Besides, 84(96.6%) patients had oral mucosal involvement whereas 45(51.7%) had ocular and 27(31.0%) had genital-mucosal involvement. Glassroding was performed in 16(18.4%) patients due to minor conjunctival adhesions.
Even after use of lubricants, 2(2.2%) patients developed longstanding signs and symptoms of dryness and conjunctival adhesions, leading to an ulcer formation in 1(1.14%). The ulcer resolved leaving a non-central corneal scar.
The study aimed at reviewing the presenting features, especially ocular complications, of SJS/TEN in a tertiary care hospital. It found that nearly half the study population had ocular manifestations.9 Ocular complications may occur acutely and may even result in sight-threatening conditions such as corneal scars/vascularisation. Therefore, it is extremely important that these patients have regular eye assessment.10
It is important to mention that the management of ocular complications of SJS has not changed significantly over the past several decades. The management of acute eye manifestations usually starts with frequent lubrication of the eye surface. In our study, glassroding was performed in nearly 1 in 5 patients to treat conjunctival adhesions. Two patients developed long-term eye dryness and conjunctival adhesions which were treated with eye lubricants.

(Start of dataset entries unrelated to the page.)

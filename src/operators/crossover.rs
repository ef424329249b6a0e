//! Simulated binary crossover (SBX), global-bound formula: a single `beta`
//! exponent computed from the crossover distribution index `mu`, applied
//! identically to every gene (as opposed to the per-bound-aware beta this
//! module used before the rewrite). Children are clipped component-wise to
//! `[lb, ub]`.

use ndarray::{Array1, Array2};

use crate::random::RandomGenerator;

#[derive(Debug, Clone)]
pub struct SBXCrossover {
    /// Distribution index (`mu`) controlling offspring spread.
    pub distribution_index: f64,
}

impl SBXCrossover {
    pub fn new(distribution_index: f64) -> Self {
        Self { distribution_index }
    }

    /// Produces `n_children` candidate offspring pairs from one parent pair.
    /// `n_children` is 1 unless a feasibility model (component E) is in use,
    /// in which case a pool of candidates is generated so the feasibility
    /// model can pick the most informative one.
    pub fn crossover(
        &self,
        parent1: &Array1<f64>,
        parent2: &Array1<f64>,
        lb: &Array1<f64>,
        ub: &Array1<f64>,
        n_children: usize,
        rng: &mut impl RandomGenerator,
    ) -> (Array2<f64>, Array2<f64>) {
        let n = parent1.len();
        assert_eq!(n, parent2.len(), "parents must be the same length");

        let mut children1 = Array2::<f64>::zeros((n_children, n));
        let mut children2 = Array2::<f64>::zeros((n_children, n));
        let mu = self.distribution_index;

        for c in 0..n_children {
            for j in 0..n {
                let u = rng.gen_probability();
                let beta = if u <= 0.5 {
                    (2.0 * u).powf(1.0 / (mu + 1.0))
                } else {
                    (1.0 / (2.0 * (1.0 - u))).powf(1.0 / (mu + 1.0))
                };
                let child1 = 0.5 * ((1.0 - beta) * parent1[j] + (1.0 + beta) * parent2[j]);
                let child2 = 0.5 * ((1.0 + beta) * parent1[j] + (1.0 - beta) * parent2[j]);
                children1[[c, j]] = child1.clamp(lb[j], ub[j]);
                children2[[c, j]] = child2.clamp(lb[j], ub[j]);
            }
        }
        (children1, children2)
    }
}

The differences in the severity of ocular complications at presentation are possible in different ethnic and racial groups because of differences in access to care and genetic differences in drug metabolism.11 Unfortunately, there is paucity of literature on such aspects of SJS/TEN, particularly in South East Asia. Eye involvement often is long-term and sometime sight-threatening.12 In acute phase, most patients consult a general physician or a dermatologist. Ophthalmologist is consulted only later on. Thus a multi-disciplinary team needs to be involved from the outset to improve both short- and long-term management. Patient education about possible risks is also important.
In the current study, the exact aetiology could not be identified in one-fourth of cases. Most of our cases were drug-related, the common agents being NSAIDs, anti-epileptics, fluroquinolones, anti-malarials, anti-gout medication, penicillin and cephalosporins. Various studies have shown that drugs are responsible for up to 60% of SJS cases.11,13
Ocular manifestations of varying severity are frequent in SJS/TEN and can lead to long-term complications. Timely management of eye manifestations is important to reduce the risk of long-term complications. Drugs were the most common cause in our patients. Further studies are vital for a better understanding and identification of the possible aetiological factors.